MLB needs to stop tinkering with the rule book and let the players play the game.

July 11, 2019

A LEAGUE OF THEIR OWN MAKING

Since the baseball commissioner is in denial about the juiced baseball, the All Star break gives us pause to think about the bigger issues in the game.

Baseball's overlords are still trying to dramatically tinker with the game. 
So the next big push will be realignment and expansion.

For baseball purists, more the original game will be lost.

The AL and NL will be merged into one large league
after two more expansion teams enter (Las Vegas and some other cow town, like Nashville).

The divisions will be realigned geographically for owners to save costs
like the NHL did. The NHL reshuffle also was created by networks to standardize game start times, especially on the Eastern time zone.

If this was to occur, here is how things could line up:

WESTERN CONFERENCE

West Coast Division: Seattle, Oakland, San Fran, Angels
South West Division: Dodgers, Arizona, San Diego, Las Vegas
Mountain Division: Colorado, Minnesota, Kansas City, Nashville
Midwest Division: Cubs, White Sox, Milwaukee, St. Louis

EASTERN CONFERENCE

Northeast Division: Toronto, Boston, Yankees, Mets
Great Lakes Division: Detroit, Pittsburgh, Cleveland, Cincinnati
Mid-South Division: Philadelphia, Washington, Baltimore, Atlanta
Southern Division: Tampa, Miami, Houston, Texas

162 game schedule: 150 games in conference; 12 games outside conference (playing a division 6 home and 6 away games).
Divisional winners seeded by season wins in best of 7 game series.
Conference championship decided by best of 7 series.
Conference champions best of 7 World Series
Team with most season wins = home team.
Realignment and expansion would mean DH would be mandated for all games.

Natural regional rivalries would be enhanced under this plan. Conference games would be stressed over long distance coast-to-coast travel.


July 8, 2019

JAKE YU

It was reported that the Cubs made the same basic offer to both Jake Arrieta and Yu Darvish.
Arrieta wanted more money so he left for a disappointing free agency. Darvish signed with the Cubs with disappointing results.

How different would it be if Arrieta stayed with the Cubs? No one knows for sure.

Since leaving the Cubs, Arrieta has started 48 games, thrown 276.1 IP, giving up 107 ER, 97 BB with a 1.335 WHIP. His record is 18-17.

Since joining the Cubs, Darvish has started 24 games, thrown 137 IP, giving up 76 ER, 70 BB with a 1.365 WHIP. His record is 3-7.

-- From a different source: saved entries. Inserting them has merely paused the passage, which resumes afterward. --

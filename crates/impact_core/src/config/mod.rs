//! Configuration system
//!
//! Configuration types load from TOML or RON depending on the file extension.

pub use serde::{Serialize, Deserialize};

mod impact;

pub use impact::{AreaConfig, CritConfig, DetectorDefaults, ImpactConfig};

/// Configuration trait
pub trait Config: Serialize + for<'de> Deserialize<'de> + Default {
    /// Load configuration from file
    fn load_from_file(path: &str) -> Result<Self, ConfigError> {
        let contents = std::fs::read_to_string(path)
            .map_err(ConfigError::Io)?;

        Self::from_str_with_format(&contents, path)
    }

    /// Parse configuration text, picking the format from `path`'s extension
    fn from_str_with_format(contents: &str, path: &str) -> Result<Self, ConfigError> {
        if path.ends_with(".toml") {
            toml::from_str(contents).map_err(|e| ConfigError::Parse(e.to_string()))
        } else if path.ends_with(".ron") {
            ron::from_str(contents).map_err(|e| ConfigError::Parse(e.to_string()))
        } else {
            Err(ConfigError::UnsupportedFormat(path.to_string()))
        }
    }

    /// Save configuration to file
    fn save_to_file(&self, path: &str) -> Result<(), ConfigError> {
        let contents = if path.ends_with(".toml") {
            toml::to_string_pretty(self).map_err(|e| ConfigError::Serialize(e.to_string()))?
        } else if path.ends_with(".ron") {
            ron::ser::to_string_pretty(self, Default::default())
                .map_err(|e| ConfigError::Serialize(e.to_string()))?
        } else {
            return Err(ConfigError::UnsupportedFormat(path.to_string()));
        };

        std::fs::write(path, contents).map_err(ConfigError::Io)
    }
}

/// Configuration errors
#[derive(thiserror::Error, Debug)]
pub enum ConfigError {
    /// IO error
    #[error("IO error: {0}")]
    Io(#[from] std::io::Error),

    /// Parse error
    #[error("Parse error: {0}")]
    Parse(String),

    /// Serialization error
    #[error("Serialization error: {0}")]
    Serialize(String),

    /// Unsupported format
    #[error("Unsupported format: {0}")]
    UnsupportedFormat(String),

    /// A value parsed but is out of range
    #[error("Invalid configuration: {0}")]
    Invalid(String),
}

Since leaving the Cubs, Arrieta's WAR is 4.1.  Darvish's Cub WAR is 0.4.

You really cannot say that Arrieta is "ten times" better than Darvish, but he had been more durable. Durable until he left his last start with elbow issues. It appears he has bone spurs which will require surgery so he will be out for an extended time period.

The rehash of this debate continues because the Cub front office continues to frustrate fans by not signing and developing starting pitching prospects. Zero. Adbert Alzolay was sent back to the minors have a weak start.

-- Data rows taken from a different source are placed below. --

//! One-shot area aggregator
//!
//! Never registered with the scheduler: another detector's hit fires it through
//! `Scheduler::trigger_area`. Returns every eligible target in the bounded
//! overlap at once. Neutral geometry and stale colliders are dropped here, at
//! query time, so they never reach resolution.

use super::{DetectorCore, HitCollisionInfo, QueryContext};
use crate::error::ImpactError;
use crate::foundation::math::try_direction;

/// Bounded volume query strategy
#[derive(Debug, Clone, Copy, PartialEq)]
pub struct AreaDetector {
    /// Radius of the burst
    pub radius: f32,
}

impl AreaDetector {
    /// Burst of the given radius
    pub fn new(radius: f32) -> Self {
        Self { radius }
    }

    pub(crate) fn validate(&self) -> Result<(), ImpactError> {
        if !self.radius.is_finite() || self.radius <= 0.0 {
            return Err(ImpactError::InvalidGeometry(format!(
                "area radius must be positive, got {}",
                self.radius
            )));
        }
        Ok(())
    }

    /// Every owned target overlapping the burst at the current position
    pub fn perform_hit_checks(
        &mut self,
        core: &DetectorCore,
        ctx: &QueryContext<'_>,
    ) -> Vec<HitCollisionInfo> {
        let center = core.motion.current;
        ctx.spatial
            .overlap_sphere(center, self.radius, core.mask, ctx.config.area.max_results)
            .iter()
            .filter(|hit| core.is_fresh(hit.target))
            .filter(|hit| ctx.actors.is_valid(hit.target) && ctx.actors.owner_of(hit.target).is_some())
            .map(|hit| HitCollisionInfo::from_spatial(hit, try_direction(hit.point - center)))
            .collect()
    }
}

At the start of the season, many sports reporters questioned whether the age of the starting rotation would bite the Cubs. With Cole Hamels on the DL and Kyle Hendricks coming off the DL, the lack of rotation depth is clear. Spot starts by Tyler Chatwood will not cut it in the second half. Montgomery is not the same pitcher he was two years ago.

During the cross town series, Cub fans complained about the Quintana trade as Eloy Jiminez rocked a homer and Dylan Cease made his first career MLB start. Again, the Cubs made that trade because they needed to win then with a veteran arm. As the White Sox rebuild progresses,  the eventual Cubs tear down comes closer on the horizon.

June 26, 2019

IDENTIFY AND DEVELOP

There has been a recent debate on how well the Epstein Cubs Era is fairing this season. It seems the position depth has fallen off (and it is short by carrying an extra pitcher in the bullpen).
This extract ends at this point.